Nahl Suresi 23. Ayet Meali, Arapça Yazılışı, Anlamı ve Tefsiri
Nahl Suresi 23. ayeti ne anlatıyor? Nahl Suresi 23. ayetinin meali, Arapçası, anlamı ve tefsiri...
Nahl Suresi 23. Ayetinin Arapçası:
لَا جَرَمَ اَنَّ اللّٰهَ يَعْلَمُ مَا يُسِرُّونَ وَمَا يُعْلِنُونَۜ اِنَّهُ لَا يُحِبُّ الْمُسْتَكْبِر۪ينَ
Nahl Suresi 23. Ayetinin Meali (Anlamı):
Şüphe yok ki Allah onların gizlediklerini de açığa vurduklarını da kesinlikle bilir. O, büyüklenip duran kimseleri asla sevmez.

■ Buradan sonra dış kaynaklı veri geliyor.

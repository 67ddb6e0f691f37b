//! End-to-end analysis of one measurement sample.
//!
//! [`analyze`] runs the whole pipeline as a pure function of the raw text and
//! the [`AnalysisOptions`]: parse, describe (in the chosen variance mode and in
//! population mode), bin, compute capability, classify, and project the chart
//! series. Nothing is cached between calls.
//!
//! # Examples
//!
//! ```
//! use sigmax::analysis::analyze;
//! use sigmax::config::AnalysisOptions;
//!
//! let options = AnalysisOptions::with_tolerance(50.0, 10.0);
//! let analysis = analyze("48 50 51 49 52 50 53 47 50 51", &options);
//!
//! assert_eq!(analysis.sample.len(), 10);
//! assert_eq!(analysis.classification.class_label, "3");
//! assert_eq!(analysis.chart.len(), analysis.histogram.len());
//! ```

use serde::Serialize;
use tracing::debug;

use crate::capability::{
    classify, compute_capability, CapabilityRecord, Classification, SpecificationLimits,
};
use crate::chart::{project_chart_series, reference_markers, ChartPoint, ReferenceMarker};
use crate::config::AnalysisOptions;
use crate::descriptive::{compute_descriptive, DescriptiveStats, VarianceMode};
use crate::distribution::{compute_histogram, HistogramBucket};
use crate::measure::round_to;
use crate::parse::parse_sample;

/// Everything derived from one sample.
#[derive(Debug, Clone, PartialEq, Serialize)]
pub struct Analysis {
    /// Parsed values in entry order.
    pub sample: Vec<f64>,
    /// Limits derived from the options.
    pub limits: SpecificationLimits,
    /// Statistics in the chosen variance mode (short-term sigma).
    pub descriptive: DescriptiveStats,
    /// Statistics in population mode (long-term sigma).
    pub descriptive_global: DescriptiveStats,
    pub histogram: Vec<HistogramBucket>,
    pub capability: CapabilityRecord,
    /// Classification by Cp.
    pub classification: Classification,
    /// Histogram bars with the scaled normal curve.
    pub chart: Vec<ChartPoint>,
    /// LSL, USL, nominal and mean markers on the chart.
    pub markers: Vec<ReferenceMarker>,
    /// Display decimals.
    pub precision: u32,
}

/// Parses `text` and analyzes the resulting sample.
pub fn analyze(text: &str, options: &AnalysisOptions) -> Analysis {
    analyze_sample(parse_sample(text), options)
}

/// Analyzes an already parsed sample. Non-finite values are dropped.
pub fn analyze_sample(mut sample: Vec<f64>, options: &AnalysisOptions) -> Analysis {
    sample.retain(|v| v.is_finite());

    let limits = options.limits();
    let descriptive = compute_descriptive(&sample, options.variance_mode);
    let descriptive_global = compute_descriptive(&sample, VarianceMode::Population);
    let histogram = compute_histogram(&sample, options.bucket_count);

    let capability = compute_capability(&descriptive, &descriptive_global, &limits, None);
    let classification = classify(capability.cp);

    let chart = project_chart_series(&histogram, descriptive.mean, descriptive.std_dev);
    let markers = reference_markers(&chart, &limits, descriptive.mean);

    debug!(
        n = sample.len(),
        mean = descriptive.mean.value(),
        sigma = descriptive.std_dev.value(),
        cp = capability.cp.value(),
        class = classification.class_label,
        "analyzed sample"
    );

    Analysis {
        sample,
        limits,
        descriptive,
        descriptive_global,
        histogram,
        capability,
        classification,
        chart,
        markers,
        precision: options.precision,
    }
}

impl Analysis {
    /// The sample in ascending order, rounded for display.
    pub fn sorted_for_display(&self) -> Vec<f64> {
        self.descriptive
            .sorted
            .iter()
            .map(|&v| round_to(v, self.precision))
            .collect()
    }

    /// One-line summary with values rounded to `precision`.
    pub fn summary(&self) -> String {
        let p = self.precision as usize;
        let cap = &self.capability;
        format!(
            "n={}, mean={:.p$}, sigma={:.p$}, Cp={:.p$}, Cpk={:.p$}, Pp={:.p$}, Ppk={:.p$}, class={} ({})",
            self.descriptive.count,
            cap.mean,
            cap.sigma,
            cap.cp,
            cap.cpk,
            cap.pp,
            cap.ppk,
            self.classification.class_label,
            self.classification.decision_text,
        )
    }
}

#[cfg(test)]
mod tests {
    use super::*;
    use crate::capability::CapabilityClass;
    use crate::measure::Measure;

    #[test]
    fn empty_text_degrades_gracefully() {
        let analysis = analyze("no numbers here", &AnalysisOptions::with_tolerance(50.0, 10.0));
        assert!(analysis.sample.is_empty());
        assert!(analysis.histogram.is_empty());
        assert!(analysis.chart.is_empty());
        assert!(analysis.markers.is_empty());
        assert_eq!(analysis.descriptive.mode, None);
        assert_eq!(analysis.capability.cp, Measure::NotComputable);
        assert_eq!(analysis.classification.class, CapabilityClass::Undetermined);
        assert_eq!(analysis.capability.lower, Measure::Computed(45.0));
    }

    #[test]
    fn population_option_drives_short_term_sigma() {
        let text = "48 50 51 49 52 50 53 47 50 51";
        let mut options = AnalysisOptions::with_tolerance(50.0, 10.0);
        options.variance_mode = VarianceMode::Population;
        let analysis = analyze(text, &options);
        assert_eq!(analysis.capability.cp, analysis.capability.pp);
        assert_eq!(analysis.descriptive.variance_mode, VarianceMode::Population);
        assert_eq!(analysis.descriptive_global.variance_mode, VarianceMode::Population);
    }

    #[test]
    fn bucket_count_option_is_honored() {
        let mut options = AnalysisOptions::default();
        options.bucket_count = Some(3);
        let analysis = analyze("1 2 3 4 5 6", &options);
        assert_eq!(analysis.histogram.len(), 3);
        assert_eq!(analysis.chart.len(), 3);
    }

    #[test]
    fn identical_values_have_histogram_but_no_chart() {
        let analysis = analyze(&"10 ".repeat(10), &AnalysisOptions::with_tolerance(10.0, 2.0));
        assert_eq!(analysis.histogram.len(), 5);
        assert!(analysis.chart.is_empty());
        assert_eq!(analysis.capability.cp, Measure::NotComputable);
        assert_eq!(analysis.classification.decision_text, "insufficient information");
    }

    #[test]
    fn analyze_sample_drops_non_finite() {
        let analysis = analyze_sample(vec![1.0, f64::NAN, 2.0, f64::INFINITY], &AnalysisOptions::default());
        assert_eq!(analysis.sample, vec![1.0, 2.0]);
    }

    #[test]
    fn sorted_display_is_rounded() {
        let mut options = AnalysisOptions::default();
        options.precision = 2;
        let analysis = analyze("3.14159 1.005 2.71828", &options);
        assert_eq!(analysis.sorted_for_display(), vec![1.0, 2.72, 3.14]);
        // Stored precision is untouched.
        assert_eq!(analysis.descriptive.sorted[2], 3.14159);
    }

    #[test]
    fn summary_uses_precision_and_dash() {
        let analysis = analyze("1 2 3", &AnalysisOptions::default());
        let summary = analysis.summary();
        assert!(summary.starts_with("n=3, mean=2.0000, sigma=1.0000, Cp=—"), "{summary}");
        assert!(summary.ends_with("class=— (insufficient information)"), "{summary}");
    }
}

Nahl Suresi 23. Ayetinin Tefsiri:
Kulluğa
lâyık tek ilâh, Allah Teâlâ’dır. Ancak âhirete iman etmeyenler, o kadar
sorumsuz, başıboş ve bu dünya hayatı ile öyle sarhoş olmuşlardır ki herhangi
bir gerçeği inkâr etmekte, hakka hiçbir değer vermeyip onu önemsememekte bir an
bile tereddüt etmez hale gelmişlerdir. Çünkü onların kalpleri şiddetli bir
inkâr hastalığına tutulmuş olup, hakikat adına ne varsa hepsini
reddetmektedirler. Aynı zamanda onlar devamlı büyüklenip duran kimselerdir. Bu
yüzden onlar kendilerini belli ölçülere uymaya çağıran daveti kabule hazır
olmadıkları gibi, hâlihazırda gittikleri yolun doğru mu yanlış mı olduğunu
düşünüp araştırmaya bile hiçbir ihtiyaç duymazlar. Gizli ve açık her şeyi bilen
Allah ise, büyüklenip duran, kendini başkalarından üstün gören kibirli
kimseleri sevmez.
Resûlullah
(s.a.s.) şöyle buyurur:
“Kalbinde
zerre kadar kibir olan cennete giremez. Yine kalbinde zerre ağırlığınca iman
olan da cehenneme girmez.” (Müslim, İman 147)
“Mütekebbirler
kıyamet gününde toz zerrecikleri gibi haşredileceklerdir. Büyüklenmeleri
yüzünden insanlar onları ayakları altında çiğneyecektir.” (Tirmizî,
Kıyâmet 47)
Kibrin
zıddı tevâzudur. Kibir kötülendiği nispette tevazu övülmüştür. Peygamberimiz
(s.a.s.)’in torunu Hüseyin (r.a.)’ın şu hâli ne güzel bir tevâzu numûnesidir.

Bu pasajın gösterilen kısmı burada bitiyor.